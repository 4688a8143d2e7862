//! teamtalk-protocol – Textprotokoll des TeamTalk-5-Servers
//!
//! Dieses Crate definiert die typisierten Parameterwerte, den
//! Nachrichten-Codec (`parse`/`build`), den Zeilen-Codec fuer TCP und die
//! Protokollkonstanten.

pub mod error;
pub mod konstanten;
pub mod message;
pub mod value;
pub mod wire;

pub use error::{ProtokollFehler, ProtokollResult};
pub use message::{build, parse, ProtocolMessage};
pub use value::{ListItem, Params, Value};
pub use wire::{Eingang, ZeilenCodec};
-.-.-
**ACTION ITEM:**
Write the data out again. Match it word for word.

**TASK OUTPUT:**
repository 4688a8143d2e7862
//! teamtalk-protocol – Textprotokoll des TeamTalk-5-Servers
//!
//! Dieses Crate definiert die typisierten Parameterwerte, den
//! Nachrichten-Codec (`parse`/`build`), den Zeilen-Codec fuer TCP und die
//! Protokollkonstanten.

pub mod error;
pub mod konstanten;
pub mod message;
pub mod value;
pub mod wire;

pub use error::{ProtokollFehler, ProtokollResult};
pub use message::{build, parse, ProtocolMessage};
pub use value::{ListItem, Params, Value};
pub use wire::{Eingang, ZeilenCodec};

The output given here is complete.